• [Information supplied]

━━━━━━━━━━━━━━━━━━━━

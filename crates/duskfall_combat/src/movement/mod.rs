//! Movement-примитив ядра: intent-компонент + применение в FixedUpdate
//!
//! Архитектура:
//! - Состояния пишут Motor (high-level intent: куда и с каким множителем)
//! - apply_motor интегрирует intent в Transform на XZ-плоскости
//! - Separation считается отдельной системой ДО brain-тика, состояния
//!   подмешивают её в pursuit (crowd spacing)
//!
//! Knockback — внешний импульс от урона, затухает экспоненциально и
//! действует даже на замороженных (Freeze) агентов.

use bevy::prelude::*;

use crate::components::{Agent, Dead, StatBlock};

/// Радиус взаимного расталкивания агентов (метры)
const SEPARATION_RADIUS: f32 = 1.6;

/// Затухание knockback-импульса (1/sec)
const KNOCKBACK_DAMPING: f32 = 6.0;

/// Команда движения на текущий тик
#[derive(Debug, Clone, Copy, PartialEq, Reflect)]
pub enum MotorCmd {
    /// Стоять (без сброса остаточного knockback)
    Idle,
    /// Двигаться по направлению со множителем скорости
    Move { dir: Vec3, speed_scale: f32 },
    /// Немедленная остановка (сбрасывает и knockback)
    Stop,
    /// Движение заморожено (commitment: telegraph/recovery)
    Freeze,
}

/// Движок агента: intent + facing + внешний импульс
#[derive(Component, Debug, Clone, Reflect)]
#[reflect(Component)]
pub struct Motor {
    pub cmd: MotorCmd,
    /// Нормализованный горизонтальный facing
    pub facing: Vec3,
    /// Остаточный knockback (m/s), затухает в apply_motor
    pub knockback: Vec3,
}

impl Default for Motor {
    fn default() -> Self {
        Self {
            cmd: MotorCmd::Idle,
            facing: Vec3::Z,
            knockback: Vec3::ZERO,
        }
    }
}

impl Motor {
    /// Двигаться в направлении с базовой скоростью
    pub fn move_toward(&mut self, dir: Vec3) {
        self.move_at(dir, 1.0);
    }

    /// Двигаться в направлении со множителем скорости
    pub fn move_at(&mut self, dir: Vec3, speed_scale: f32) {
        self.cmd = MotorCmd::Move { dir, speed_scale };
        let flat = Vec3::new(dir.x, 0.0, dir.z);
        if flat.length_squared() > 1e-6 {
            self.facing = flat.normalize();
        }
    }

    pub fn stop(&mut self) {
        self.cmd = MotorCmd::Stop;
        self.knockback = Vec3::ZERO;
    }

    pub fn freeze(&mut self) {
        self.cmd = MotorCmd::Freeze;
    }

    /// Развернуться без движения (Block, turret tracking)
    pub fn face(&mut self, dir: Vec3) {
        let flat = Vec3::new(dir.x, 0.0, dir.z);
        if flat.length_squared() > 1e-6 {
            self.facing = flat.normalize();
        }
    }

    pub fn shove(&mut self, impulse: Vec3) {
        self.knockback += Vec3::new(impulse.x, 0.0, impulse.z);
    }
}

/// Crowd-separation вектор (пересчитывается каждый тик до brain'ов)
#[derive(Component, Debug, Clone, Copy, Default, Reflect)]
#[reflect(Component)]
pub struct SeparationForce(pub Vec3);

/// Система: попарное расталкивание агентов
///
/// Вес вклада линейно растёт к нулю дистанции; итоговый вектор НЕ
/// нормализуется — чем плотнее толпа, тем сильнее выталкивание.
pub fn compute_separation(
    mut agents: Query<(Entity, &Transform, &mut SeparationForce), (With<Agent>, Without<Dead>)>,
) {
    let positions: Vec<(Entity, Vec3)> = agents
        .iter()
        .map(|(entity, transform, _)| (entity, transform.translation))
        .collect();

    for (entity, transform, mut separation) in agents.iter_mut() {
        let mut push = Vec3::ZERO;

        for (other, other_pos) in &positions {
            if *other == entity {
                continue;
            }

            let away = transform.translation - *other_pos;
            let distance = away.length();

            if distance < SEPARATION_RADIUS && distance > 0.01 {
                let weight = (SEPARATION_RADIUS - distance) / SEPARATION_RADIUS;
                push += away.normalize() * weight;
            }
        }

        separation.0 = Vec3::new(push.x, 0.0, push.z);
    }
}

/// Система: применение Motor intent к Transform (XZ-плоскость)
pub fn apply_motor(
    mut movers: Query<(&mut Motor, &StatBlock, &mut Transform), Without<Dead>>,
    time: Res<Time<Fixed>>,
) {
    let delta = time.delta_secs();

    for (mut motor, stats, mut transform) in movers.iter_mut() {
        match motor.cmd {
            MotorCmd::Move { dir, speed_scale } => {
                let flat = Vec3::new(dir.x, 0.0, dir.z);
                if flat.length_squared() > 1e-6 {
                    transform.translation +=
                        flat.normalize() * stats.move_speed * speed_scale * delta;
                }
            }
            MotorCmd::Idle | MotorCmd::Stop | MotorCmd::Freeze => {}
        }

        // Knockback действует всегда (и на Freeze) и затухает
        if motor.knockback.length_squared() > 1e-4 {
            transform.translation += motor.knockback * delta;
            let damping = (1.0 - KNOCKBACK_DAMPING * delta).max(0.0);
            motor.knockback *= damping;
        } else {
            motor.knockback = Vec3::ZERO;
        }
    }
}

#[cfg(test)]
mod tests {
    use super::*;

    #[test]
    fn test_move_updates_facing() {
        let mut motor = Motor::default();
        motor.move_toward(Vec3::new(1.0, 0.0, 0.0));

        assert_eq!(motor.facing, Vec3::X);
        assert!(matches!(motor.cmd, MotorCmd::Move { .. }));
    }

    #[test]
    fn test_zero_direction_keeps_facing() {
        let mut motor = Motor::default();
        motor.move_toward(Vec3::X);
        motor.move_toward(Vec3::ZERO);

        // Facing не сбрасывается нулевым направлением
        assert_eq!(motor.facing, Vec3::X);
    }

    #[test]
    fn test_stop_clears_knockback() {
        let mut motor = Motor::default();
        motor.shove(Vec3::new(3.0, 0.0, 0.0));
        assert!(motor.knockback.length() > 0.0);

        motor.stop();
        assert_eq!(motor.knockback, Vec3::ZERO);
    }

    #[test]
    fn test_shove_is_horizontal() {
        let mut motor = Motor::default();
        motor.shove(Vec3::new(1.0, 5.0, 1.0));
        assert_eq!(motor.knockback.y, 0.0);
    }
}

━━━━━━━━━━━━━━━━━━━━

Return, from the data, each line where the string "множителем" occurs.

//! - Состояния пишут Motor (high-level intent: куда и с каким множителем)
    /// Двигаться по направлению со множителем скорости
    /// Двигаться в направлении со множителем скорости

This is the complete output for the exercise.